== Segment start ==

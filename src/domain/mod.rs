//! Domain Layer
//!
//! Pure build logic without I/O dependencies.
//!
//! ## Structure
//!
//! - `entities/` - Lock descriptor, installed package set, image manifest
//! - `value_objects/` - Hashes, package names, module paths, ignore patterns
//! - `ports/` - Interface definitions for infrastructure

pub mod entities;
pub mod ports;
pub mod value_objects;
use std::path::PathBuf;

use berth::ConfigOverrides;
use clap::{Args, Parser, Subcommand};

/// Berth - build and run minimal Python service images
#[derive(Parser, Debug)]
#[command(name = "berth")]
#[command(author, version, about, long_about = None)]
pub struct Cli {
    /// Emit NDJSON events on stdout (for CI)
    #[arg(long, global = true)]
    pub json: bool,

    /// Verbosity level (-v, -vv, -vvv)
    #[arg(short, long, action = clap::ArgAction::Count, global = true)]
    pub verbose: u8,

    /// Project root (defaults to the current directory)
    #[arg(short = 'C', long, global = true)]
    pub project: Option<PathBuf>,

    #[command(subcommand)]
    pub command: Commands,
}

#[derive(Subcommand, Debug)]
pub enum Commands {
    /// Install the locked dependencies into an isolated staging area
    Stage {
        #[command(flatten)]
        build: BuildArgs,
    },

    /// Assemble the runtime image from the staged packages and sources
    Assemble {
        #[command(flatten)]
        build: BuildArgs,
    },

    /// Stage, then assemble
    Build {
        #[command(flatten)]
        build: BuildArgs,
    },

    /// Start the image's entry module and wait for it to exit
    Run {
        /// Image directory (defaults to <output>/image)
        #[arg(long)]
        image: Option<PathBuf>,

        /// Seconds to wait for the port to accept connections (0 disables)
        #[arg(long)]
        startup_timeout: Option<u64>,
    },

    /// Build, then run
    Up {
        #[command(flatten)]
        build: BuildArgs,

        /// Seconds to wait for the port to accept connections (0 disables)
        #[arg(long)]
        startup_timeout: Option<u64>,
    },

    /// Validate configuration, lock, index and sources without writing
    Check {
        #[command(flatten)]
        build: BuildArgs,

        /// Fail on warnings too (CI mode)
        #[arg(long)]
        strict_warnings: bool,
    },
}

/// Flags that override the configuration hierarchy
#[derive(Args, Debug, Clone, Default)]
pub struct BuildArgs {
    /// Port the entry point listens on
    #[arg(long, value_parser = clap::value_parser!(u16).range(1..))]
    pub port: Option<u16>,

    /// Python interpreter recorded in the image
    #[arg(long)]
    pub interpreter: Option<String>,

    /// Package index directory
    #[arg(long)]
    pub index: Option<PathBuf>,

    /// Output directory for stage and image
    #[arg(short, long)]
    pub output: Option<PathBuf>,

    /// Use a throwaway package cache and set PIP_NO_CACHE_DIR
    #[arg(long, conflicts_with = "cache")]
    pub no_cache: bool,

    /// Reuse the package cache under <output>/.cache
    #[arg(long)]
    pub cache: bool,

    /// Do not set PYTHONUNBUFFERED in the image
    #[arg(long)]
    pub buffered: bool,
}

impl BuildArgs {
    pub fn overrides(&self) -> ConfigOverrides {
        ConfigOverrides {
            port: self.port,
            interpreter: self.interpreter.clone(),
            index: self.index.clone(),
            output: self.output.clone(),
            no_cache: match (self.no_cache, self.cache) {
                (true, _) => Some(true),
                (_, true) => Some(false),
                _ => None,
            },
            unbuffered: self.buffered.then_some(false),
        }
    }
}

== Segment end ==

Work instruction:
Copy each line of the material exactly as written.

Solution:
filename src/domain/mod.rs
//! Domain Layer
//!
//! Pure build logic without I/O dependencies.
//!
//! ## Structure
//!
//! - `entities/` - Lock descriptor, installed package set, image manifest
//! - `value_objects/` - Hashes, package names, module paths, ignore patterns
//! - `ports/` - Interface definitions for infrastructure

pub mod entities;
pub mod ports;
pub mod value_objects;
use std::path::PathBuf;

use berth::ConfigOverrides;
use clap::{Args, Parser, Subcommand};

/// Berth - build and run minimal Python service images
#[derive(Parser, Debug)]
#[command(name = "berth")]
#[command(author, version, about, long_about = None)]
pub struct Cli {
    /// Emit NDJSON events on stdout (for CI)
    #[arg(long, global = true)]
    pub json: bool,

    /// Verbosity level (-v, -vv, -vvv)
    #[arg(short, long, action = clap::ArgAction::Count, global = true)]
    pub verbose: u8,

    /// Project root (defaults to the current directory)
    #[arg(short = 'C', long, global = true)]
    pub project: Option<PathBuf>,

    #[command(subcommand)]
    pub command: Commands,
}

#[derive(Subcommand, Debug)]
pub enum Commands {
    /// Install the locked dependencies into an isolated staging area
    Stage {
        #[command(flatten)]
        build: BuildArgs,
    },

    /// Assemble the runtime image from the staged packages and sources
    Assemble {
        #[command(flatten)]
        build: BuildArgs,
    },

    /// Stage, then assemble
    Build {
        #[command(flatten)]
        build: BuildArgs,
    },

    /// Start the image's entry module and wait for it to exit
    Run {
        /// Image directory (defaults to <output>/image)
        #[arg(long)]
        image: Option<PathBuf>,

        /// Seconds to wait for the port to accept connections (0 disables)
        #[arg(long)]
        startup_timeout: Option<u64>,
    },

    /// Build, then run
    Up {
        #[command(flatten)]
        build: BuildArgs,

        /// Seconds to wait for the port to accept connections (0 disables)
        #[arg(long)]
        startup_timeout: Option<u64>,
    },

    /// Validate configuration, lock, index and sources without writing
    Check {
        #[command(flatten)]
        build: BuildArgs,

        /// Fail on warnings too (CI mode)
        #[arg(long)]
        strict_warnings: bool,
    },
}

/// Flags that override the configuration hierarchy
#[derive(Args, Debug, Clone, Default)]
pub struct BuildArgs {
    /// Port the entry point listens on
    #[arg(long, value_parser = clap::value_parser!(u16).range(1..))]
    pub port: Option<u16>,

    /// Python interpreter recorded in the image
    #[arg(long)]
    pub interpreter: Option<String>,

    /// Package index directory
    #[arg(long)]
    pub index: Option<PathBuf>,

    /// Output directory for stage and image
    #[arg(short, long)]
    pub output: Option<PathBuf>,

    /// Use a throwaway package cache and set PIP_NO_CACHE_DIR
    #[arg(long, conflicts_with = "cache")]
    pub no_cache: bool,

    /// Reuse the package cache under <output>/.cache
    #[arg(long)]
    pub cache: bool,

    /// Do not set PYTHONUNBUFFERED in the image
    #[arg(long)]
    pub buffered: bool,
}

impl BuildArgs {
    pub fn overrides(&self) -> ConfigOverrides {
        ConfigOverrides {
            port: self.port,
            interpreter: self.interpreter.clone(),
            index: self.index.clone(),
            output: self.output.clone(),
            no_cache: match (self.no_cache, self.cache) {
                (true, _) => Some(true),
                (_, true) => Some(false),
                _ => None,
            },
            unbuffered: self.buffered.then_some(false),
        }
    }
}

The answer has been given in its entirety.